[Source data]
-- Opening Marker --

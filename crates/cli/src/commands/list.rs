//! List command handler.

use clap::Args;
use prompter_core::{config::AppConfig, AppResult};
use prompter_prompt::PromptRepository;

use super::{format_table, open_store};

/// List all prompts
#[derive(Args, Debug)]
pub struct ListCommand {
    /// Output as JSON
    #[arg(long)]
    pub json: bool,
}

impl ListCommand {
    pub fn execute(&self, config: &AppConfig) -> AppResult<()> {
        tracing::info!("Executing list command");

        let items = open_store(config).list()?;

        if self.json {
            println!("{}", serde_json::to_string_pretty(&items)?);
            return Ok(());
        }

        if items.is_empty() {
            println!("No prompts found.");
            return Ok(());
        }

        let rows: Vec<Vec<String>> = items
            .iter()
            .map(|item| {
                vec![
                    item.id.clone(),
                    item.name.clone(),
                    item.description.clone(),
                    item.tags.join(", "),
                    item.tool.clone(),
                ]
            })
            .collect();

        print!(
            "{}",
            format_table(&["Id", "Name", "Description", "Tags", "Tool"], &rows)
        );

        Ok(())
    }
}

-- Closing Marker --
-- Opening Marker --

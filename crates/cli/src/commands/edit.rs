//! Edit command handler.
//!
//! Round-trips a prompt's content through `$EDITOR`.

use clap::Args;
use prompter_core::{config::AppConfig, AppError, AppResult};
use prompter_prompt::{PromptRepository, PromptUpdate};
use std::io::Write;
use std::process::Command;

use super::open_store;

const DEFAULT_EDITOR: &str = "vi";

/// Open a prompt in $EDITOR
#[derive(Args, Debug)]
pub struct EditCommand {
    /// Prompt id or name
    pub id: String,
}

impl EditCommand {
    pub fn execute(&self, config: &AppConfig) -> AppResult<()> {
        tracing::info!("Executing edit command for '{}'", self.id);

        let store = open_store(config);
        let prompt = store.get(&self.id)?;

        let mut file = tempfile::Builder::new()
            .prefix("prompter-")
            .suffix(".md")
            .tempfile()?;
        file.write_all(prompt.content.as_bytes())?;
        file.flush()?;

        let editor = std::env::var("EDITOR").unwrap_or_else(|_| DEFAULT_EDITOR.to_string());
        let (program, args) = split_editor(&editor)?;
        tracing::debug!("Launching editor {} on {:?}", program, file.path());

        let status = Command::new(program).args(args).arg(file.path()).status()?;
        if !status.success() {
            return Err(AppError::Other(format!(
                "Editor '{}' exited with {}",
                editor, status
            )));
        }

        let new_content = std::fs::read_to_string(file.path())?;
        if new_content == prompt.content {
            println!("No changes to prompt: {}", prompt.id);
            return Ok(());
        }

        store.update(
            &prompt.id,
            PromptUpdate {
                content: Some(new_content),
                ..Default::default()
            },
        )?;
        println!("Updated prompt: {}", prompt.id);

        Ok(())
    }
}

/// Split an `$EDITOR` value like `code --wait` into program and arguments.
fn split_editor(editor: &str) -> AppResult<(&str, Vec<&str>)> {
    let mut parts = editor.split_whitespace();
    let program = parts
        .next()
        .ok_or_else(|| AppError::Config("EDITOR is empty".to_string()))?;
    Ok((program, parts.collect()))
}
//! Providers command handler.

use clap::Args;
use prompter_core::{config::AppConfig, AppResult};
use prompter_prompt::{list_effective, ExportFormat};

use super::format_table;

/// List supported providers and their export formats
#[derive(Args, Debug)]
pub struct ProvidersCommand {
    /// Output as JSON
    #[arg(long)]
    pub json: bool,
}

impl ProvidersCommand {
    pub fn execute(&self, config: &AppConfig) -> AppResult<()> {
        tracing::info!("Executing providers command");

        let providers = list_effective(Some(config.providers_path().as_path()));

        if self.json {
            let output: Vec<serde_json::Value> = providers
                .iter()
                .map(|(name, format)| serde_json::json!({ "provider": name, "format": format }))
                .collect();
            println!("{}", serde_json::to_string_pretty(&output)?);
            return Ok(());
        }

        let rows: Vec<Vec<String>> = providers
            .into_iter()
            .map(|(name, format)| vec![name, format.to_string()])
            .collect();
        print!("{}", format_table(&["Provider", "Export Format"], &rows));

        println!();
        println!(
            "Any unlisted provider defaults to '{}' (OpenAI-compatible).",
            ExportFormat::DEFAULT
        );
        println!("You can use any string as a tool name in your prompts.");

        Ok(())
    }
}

-- Closing Marker --

→ PROBLEM TO WORK ON: Note how many lines of the records contain the string "AppError", and give that number with nothing added.

→ THE ANSWER: 3